Things considered so far:
Since it is easy, though labor-intensive, to produce files with embedded subsets using external software, is it somehow possible to achieve this directly in matplotlib? Any help would be greatly appreciated.
MWE
import matplotlib.pyplot as plt #Setup
import matplotlib as mpl
mpl.rcParams['pdf.fonttype'] = 42
mpl.rcParams['mathtext.fontset'] = 'dejavuserif'
mpl.rc('font',family='Arial',size=12)
fig,ax=plt.subplots(figsize=(2,2)) #Create a figure containing some text
ax.semilogy(1,1,'s',label='Text\n$M_\mathrm{ath}$')
ax.legend()
fig.tight_layout()
fig.savefig('test.pdf')
Environment: matplotlib 3.1.1
Leaving this here in case anybody else might be looking for something similar: After all, I decided to opt for Ghostscript. Due to the extra step it is not exactly what I was looking for, but at least it can be automated:
import subprocess
def gs_opt(filename):
filenameTmp = filename.split('.')[-2]+'_tmp.pdf'
gs = ['gswin64',
'-sDEVICE=pdfwrite',
'-dEmbedAllFonts=false',
'-dSubsetFonts=true', # Create font subsets (default)

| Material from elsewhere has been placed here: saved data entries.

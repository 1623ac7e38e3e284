//! # setfmt-core
//!
//! Render a printf-style template into a buffer sized to fit, then hand the
//! result to a sink exactly once.
//!
//! The first attempt renders into [`DEFAULT_INITIAL_CAPACITY`] bytes. If the
//! output does not fit, the buffer is released and one sized to the measured
//! length is allocated instead. Two delivery conventions exist:
//!
//! | convention | fits when | retry capacity | sink receives |
//! |---|---|---|---|
//! | [`Convention::Terminated`] | `n <= cap - 1` | `n + 1` | `&CStr` |
//! | [`Convention::Sized`] | `n <= cap` | `n` | bytes, `len`, `cap` |
//!
//! ```
//! use setfmt_core::{Emitter, EmitConfig, Rendered, fmt_args};
//!
//! let mut seen = Vec::new();
//! let mut sink = |r: Rendered<'_>| seen.push(r.as_bytes().to_vec());
//! let emitted = Emitter::with_config(EmitConfig::default())
//!     .emit_sized(&mut sink, b"%s has %d items", &fmt_args!["cart", 3])
//!     .unwrap();
//! assert_eq!(emitted.length, 16);
//! assert_eq!(seen, vec![b"cart has 3 items".to_vec()]);
//! ```
//!
//! No `unsafe` code is permitted in this crate; the C entry points live in
//! `setfmt-abi`.

#![deny(unsafe_code)]

pub mod buffer;
pub mod collector;
pub mod config;
pub mod emit;
pub mod error;
pub mod printf;
pub mod render;

pub use buffer::{AllocError, BufferAlloc, RecordingAlloc, RenderBuffer, SystemAlloc};
pub use collector::OutputCollector;
pub use config::{DEFAULT_INITIAL_CAPACITY, EmitConfig, INITIAL_CAPACITY_ENV};
pub use emit::{
    Convention, Emitted, Emitter, Rendered, SizedSink, TerminatedSink, format_and_emit,
    format_and_emit_sized, status_code,
};
pub use error::{EmitError, EncodingError};
pub use printf::FormatArg;
pub use render::{measure, render_bounded, render_to, render_to_vec};
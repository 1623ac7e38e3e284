#![no_main]
use std::ffi::CStr;

use libfuzzer_sys::fuzz_target;
use setfmt_core::{
    EmitConfig, Emitter, FormatArg, RecordingAlloc, Rendered, measure, render_to_vec,
};

fuzz_target!(|data: &[u8]| {
    if data.len() < 2 {
        return;
    }
    // First two bytes pick the first-attempt capacity; the rest is the template.
    let initial = usize::from(u16::from_le_bytes([data[0], data[1]]));
    let template = &data[2..];
    let args = [
        FormatArg::SignedInt(3),
        FormatArg::Str(Some(b"cart")),
        FormatArg::Float(0.1),
        FormatArg::SignedInt(70_000),
        FormatArg::Float(-2.5e-300),
    ];
    let config = EmitConfig::new(initial);

    if measure(template, &args).is_ok_and(|n| n > 1 << 20) {
        return;
    }
    let expected = render_to_vec(template, &args);

    let mut sized = Vec::new();
    let mut sink = |r: Rendered<'_>| sized.push(r.as_bytes().to_vec());
    let mut emitter = Emitter::with_alloc(config, RecordingAlloc::new());
    let result = emitter.emit_sized(&mut sink, template, &args);
    match (&expected, &result) {
        (Ok(text), Ok(emitted)) => {
            assert_eq!(sized, vec![text.clone()]);
            assert_eq!(emitted.length as usize, text.len());
            assert!(emitted.attempts <= 2);
        }
        (Err(_), Err(_)) => assert!(sized.is_empty()),
        _ => panic!("emit and render disagree"),
    }

    let mut terminated = 0usize;
    let mut sink = |_: &CStr| terminated += 1;
    let mut emitter = Emitter::with_alloc(config, RecordingAlloc::new());
    let result = emitter.emit_terminated(&mut sink, template, &args);
    assert_eq!(terminated, usize::from(result.is_ok()));
    if let Ok(emitted) = result {
        assert!(emitted.capacity > emitted.length);
    }
});
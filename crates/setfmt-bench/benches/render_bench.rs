//! Formatting primitive benchmarks: parse, measure, and bounded render.

use std::hint::black_box;

use criterion::{Criterion, criterion_group, criterion_main};
use setfmt_core::printf::parse_format_string;
use setfmt_core::{fmt_args, measure, render_bounded};

const MIXED: &[u8] = b"%-12s|%08.3f|%#x|%+d|%c|%e|%p";

fn bench_parse(c: &mut Criterion) {
    c.bench_function("parse_format_string_mixed", |b| {
        b.iter(|| parse_format_string(black_box(MIXED)).len())
    });
}

fn bench_measure(c: &mut Criterion) {
    let args = fmt_args!["name", 3.25, 255u32, 42, 'z', 1.0e10, 0x1000usize];
    c.bench_function("measure_mixed", |b| {
        b.iter(|| measure(black_box(MIXED), &args))
    });
}

fn bench_bounded(c: &mut Criterion) {
    let args = fmt_args!["name", 3.25, 255u32, 42, 'z', 1.0e10, 0x1000usize];
    let mut window = vec![0u8; 1024];
    c.bench_function("render_bounded_mixed", |b| {
        b.iter(|| render_bounded(&mut window, black_box(MIXED), &args))
    });
}

criterion_group!(benches, bench_parse, bench_measure, bench_bounded);
criterion_main!(benches);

'-dPDFSETTINGS=/prepress', # Image resolution
'-dDetectDuplicateImages=true', # Embeds images used multiple times only once
'-dCompressFonts=true', # Compress fonts in the output (default)
'-dNOPAUSE', # No pause after each image
'-dQUIET', # Suppress output
'-dBATCH', # Automatically exit
'-sOutputFile='+filenameTmp, # Save to temporary output
filename] # Input file
subprocess.run(gs) # Create temporary file
subprocess.run(['del', filename],shell=True) # Delete input file
subprocess.run(['ren',filenameTmp,filename],shell=True) # Rename temporary to input file
And then calling
filename = 'test.pdf'
plt.savefig(filename)
gs_opt(filename)
This will save the figure as test.pdf, use Ghostscript to create a temporary, optimized test_tmp.pdf, delete the initial file and rename the optimized file to test.pdf.
Compared to exporting the file with a vector graphics editor, the resulting PDF created by Ghostscript is still a few times larger (typically 4-5 times). However, it is decreasing the file size to something between 1/5 and 1/10 of the initial file. It’s something.